= Jaime Prats =

Cuban musician (1883–1946)

Jaime Prats Estrada (29 March 1883, in Sagua la Grande – 3 January 1946, in Havana) was a Cuban flautist, composer and orchestral director. He also played the clarinet, violin, double bass and piano. He started to study music at seven, and in 1893 went to Cienfuegos, where he continued to study music as well as taking a first degree, graduating at 17.

In 1899 he could be found in Havana playing first flute in the orchestra of the Azzali Opera company, with which he toured several countries of the Americas. On return, he took the post of director of the Municipal band of Sagua la Grande. He graduated from the Conservatorio Peyrellade in 1904, and from 1906 directed orchestras of theatrical companies, touring with them again to Central America. In 1913 he graduated as a doctor of pharmacy. He worked as musical director of the bufo company of Arquímedes Pous when it went to New York City.
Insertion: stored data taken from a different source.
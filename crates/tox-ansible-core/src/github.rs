//! GitHub Actions matrix output.

use serde::Serialize;
use std::collections::BTreeMap;
use std::fs::OpenOptions;
use std::io::Write;
use std::path::{Path, PathBuf};
use thiserror::Error;

use crate::case::ToxCase;
use crate::env::Environment;

/// Variable GitHub Actions points at the step output file.
pub const GITHUB_OUTPUT_ENV_NAME: &str = "GITHUB_OUTPUT";

/// Set to `true` inside a GitHub Actions runner.
pub const GITHUB_ACTIONS_ENV_NAME: &str = "GITHUB_ACTIONS";

/// Output key the matrix is written under.
pub const OUTPUT_KEY: &str = "envlist";

#[derive(Debug, Error)]
pub enum GithubError {
    #[error("Failed to encode matrix: {0}")]
    Json(#[from] serde_json::Error),

    #[error("Failed to write {path}: {source}")]
    Io {
        path: PathBuf,
        #[source]
        source: std::io::Error,
    },

    #[error("GITHUB_OUTPUT is not set while running in GitHub Actions")]
    MissingOutput,
}

/// Which environments go into the job matrix.
#[derive(Debug, Clone, Copy, Default, PartialEq, Eq)]
pub enum MatrixScope {
    #[default]
    All,
    Sanity,
    Integration,
    Unit,
}

impl MatrixScope {
    /// The `ansible-test` sub-command the scope is limited to.
    fn command(self) -> Option<&'static str> {
        match self {
            MatrixScope::All => None,
            MatrixScope::Sanity => Some("sanity"),
            MatrixScope::Integration => Some("integration"),
            MatrixScope::Unit => Some("units"),
        }
    }

    /// True when `env` belongs in the matrix.
    ///
    /// Narrow scopes only keep environments generated from the matching
    /// `ansible-test` case.
    pub fn includes(self, env: &Environment) -> bool {
        let Some(wanted) = self.command() else {
            return true;
        };
        matches!(&env.origin, Some(ToxCase::AnsibleTest(case)) if case.command().name == wanted)
    }
}

/// One row of the job matrix.
#[derive(Debug, Clone, PartialEq, Eq, Serialize)]
pub struct MatrixEntry {
    pub description: String,
    /// The hyphen-separated parts of the name.
    pub factors: Vec<String>,
    pub name: String,
    pub python: Option<String>,
}

impl MatrixEntry {
    pub fn from_env(env: &Environment) -> Self {
        Self {
            description: env.description.clone(),
            factors: env.name.split('-').map(str::to_string).collect(),
            name: env.name.clone(),
            python: env.python.clone(),
        }
    }
}

/// Matrix rows in name order.
pub fn matrix_entries(
    envs: &BTreeMap<String, Environment>,
    scope: MatrixScope,
) -> Vec<MatrixEntry> {
    envs.values()
        .filter(|env| scope.includes(env))
        .map(MatrixEntry::from_env)
        .collect()
}

/// Where the matrix should be written.
///
/// `Some(path)` when the step output file is set, `None` for stdout. Inside
/// GitHub Actions a missing output file is an error.
pub fn output_target(
    lookup: impl Fn(&str) -> Option<String>,
) -> Result<Option<PathBuf>, GithubError> {
    match lookup(GITHUB_OUTPUT_ENV_NAME) {
        Some(path) => Ok(Some(PathBuf::from(path))),
        None if lookup(GITHUB_ACTIONS_ENV_NAME).as_deref() == Some("true") => {
            Err(GithubError::MissingOutput)
        }
        None => Ok(None),
    }
}

/// Human-readable rendering for stdout.
pub fn render_pretty(entries: &[MatrixEntry]) -> Result<String, GithubError> {
    Ok(serde_json::to_string_pretty(entries)?)
}

/// Encodes one GitHub step output record.
///
/// Single-line values use `key=value`; anything else goes through a heredoc
/// with a random delimiter.
pub fn encode_record(key: &str, value: &str) -> String {
    if value.contains('\n') {
        let eof = format!("EOF-{}", uuid::Uuid::new_v4());
        format!("{key}<<{eof}\n{value}\n{eof}\n")
    } else {
        format!("{key}={value}\n")
    }
}

/// Encodes the matrix under [`OUTPUT_KEY`].
pub fn encode_output(entries: &[MatrixEntry]) -> Result<String, GithubError> {
    let value = serde_json::to_string(entries)?;
    Ok(encode_record(OUTPUT_KEY, &value))
}

/// Appends the matrix to the step output file at `path`.
pub fn write_github_output(path: &Path, entries: &[MatrixEntry]) -> Result<(), GithubError> {
    let encoded = encode_output(entries)?;
    let io_err = |source: std::io::Error| GithubError::Io {
        path: path.to_path_buf(),
        source,
    };

    let mut file = OpenOptions::new()
        .create(true)
        .append(true)
        .open(path)
        .map_err(io_err)?;
    file.write_all(encoded.as_bytes()).map_err(io_err)?;
    tracing::info!(path = %path.display(), count = entries.len(), "wrote GitHub matrix");
    Ok(())
}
In 1922 he founded the Cuban Jazz Band in Havana, one of the first of its type in Cuba. The personnel, all Cubans, included his son Rodrigo Prats on violin, the great flautist/saxophonist Alberto Socarrás, who later emigrated to New York, and Pucho Jiménez on slide trombone. The line-up would probably also have included double bass, kit drum, banjo, and cornet.

His last years were devoted to teaching the history of music at the Iranzo Conservatory, and giving classes on harmony and composition at the Conservatorio Ramona Sicardó. He composed the bolero "Ausencia", and other pieces.